* **EXERCISE GOAL**:
Output the data word for word. Begin at its first line and end at the line with "ImpactDecision::Qualify(impact) => Some(ImpactOutcome".

* **DATA FOR THIS EXERCISE**:
------------------------------
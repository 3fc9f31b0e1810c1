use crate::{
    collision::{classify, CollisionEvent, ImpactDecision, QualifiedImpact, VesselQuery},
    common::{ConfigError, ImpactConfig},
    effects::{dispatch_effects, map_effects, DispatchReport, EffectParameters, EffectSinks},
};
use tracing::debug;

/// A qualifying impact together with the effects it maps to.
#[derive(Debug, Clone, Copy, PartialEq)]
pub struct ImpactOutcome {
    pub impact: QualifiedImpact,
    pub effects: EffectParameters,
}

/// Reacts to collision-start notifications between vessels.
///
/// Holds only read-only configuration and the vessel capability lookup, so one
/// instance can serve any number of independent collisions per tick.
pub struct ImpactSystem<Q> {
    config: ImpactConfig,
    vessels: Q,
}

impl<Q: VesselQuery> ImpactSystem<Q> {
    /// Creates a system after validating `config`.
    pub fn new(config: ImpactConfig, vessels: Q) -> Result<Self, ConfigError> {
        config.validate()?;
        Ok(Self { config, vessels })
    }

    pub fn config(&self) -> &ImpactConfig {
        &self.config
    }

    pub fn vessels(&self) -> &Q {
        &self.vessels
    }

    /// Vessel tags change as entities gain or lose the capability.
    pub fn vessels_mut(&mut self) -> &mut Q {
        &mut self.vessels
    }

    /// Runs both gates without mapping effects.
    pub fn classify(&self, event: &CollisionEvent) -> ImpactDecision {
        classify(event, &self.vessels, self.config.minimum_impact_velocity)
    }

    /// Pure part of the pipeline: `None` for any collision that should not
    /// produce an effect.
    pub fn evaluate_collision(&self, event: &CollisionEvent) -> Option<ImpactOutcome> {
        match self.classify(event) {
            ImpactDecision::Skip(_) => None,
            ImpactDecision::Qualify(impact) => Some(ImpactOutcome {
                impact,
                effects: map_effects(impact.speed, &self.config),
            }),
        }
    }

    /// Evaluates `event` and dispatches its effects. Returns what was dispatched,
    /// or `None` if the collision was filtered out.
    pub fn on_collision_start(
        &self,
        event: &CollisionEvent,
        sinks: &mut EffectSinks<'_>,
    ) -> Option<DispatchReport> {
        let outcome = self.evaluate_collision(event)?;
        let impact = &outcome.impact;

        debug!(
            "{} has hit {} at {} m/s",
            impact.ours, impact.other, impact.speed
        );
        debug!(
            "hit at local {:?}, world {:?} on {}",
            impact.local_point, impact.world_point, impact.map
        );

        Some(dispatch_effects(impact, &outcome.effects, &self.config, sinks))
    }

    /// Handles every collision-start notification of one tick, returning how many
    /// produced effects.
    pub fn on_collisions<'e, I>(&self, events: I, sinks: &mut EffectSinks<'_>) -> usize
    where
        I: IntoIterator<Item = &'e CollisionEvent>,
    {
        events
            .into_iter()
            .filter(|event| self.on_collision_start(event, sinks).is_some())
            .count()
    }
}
------------------------------
* **ANSWER SECTION**:
repository 3fc9f31b0e1810c1
use crate::{
    collision::{classify, CollisionEvent, ImpactDecision, QualifiedImpact, VesselQuery},
    common::{ConfigError, ImpactConfig},
    effects::{dispatch_effects, map_effects, DispatchReport, EffectParameters, EffectSinks},
};
use tracing::debug;

/// A qualifying impact together with the effects it maps to.
#[derive(Debug, Clone, Copy, PartialEq)]
pub struct ImpactOutcome {
    pub impact: QualifiedImpact,
    pub effects: EffectParameters,
}

/// Reacts to collision-start notifications between vessels.
///
/// Holds only read-only configuration and the vessel capability lookup, so one
/// instance can serve any number of independent collisions per tick.
pub struct ImpactSystem<Q> {
    config: ImpactConfig,
    vessels: Q,
}

impl<Q: VesselQuery> ImpactSystem<Q> {
    /// Creates a system after validating `config`.
    pub fn new(config: ImpactConfig, vessels: Q) -> Result<Self, ConfigError> {
        config.validate()?;
        Ok(Self { config, vessels })
    }

    pub fn config(&self) -> &ImpactConfig {
        &self.config
    }

    pub fn vessels(&self) -> &Q {
        &self.vessels
    }

    /// Vessel tags change as entities gain or lose the capability.
    pub fn vessels_mut(&mut self) -> &mut Q {
        &mut self.vessels
    }

    /// Runs both gates without mapping effects.
    pub fn classify(&self, event: &CollisionEvent) -> ImpactDecision {
        classify(event, &self.vessels, self.config.minimum_impact_velocity)
    }

    /// Pure part of the pipeline: `None` for any collision that should not
    /// produce an effect.
    pub fn evaluate_collision(&self, event: &CollisionEvent) -> Option<ImpactOutcome> {
        match self.classify(event) {
            ImpactDecision::Skip(_) => None,
            ImpactDecision::Qualify(impact) => Some(ImpactOutcome {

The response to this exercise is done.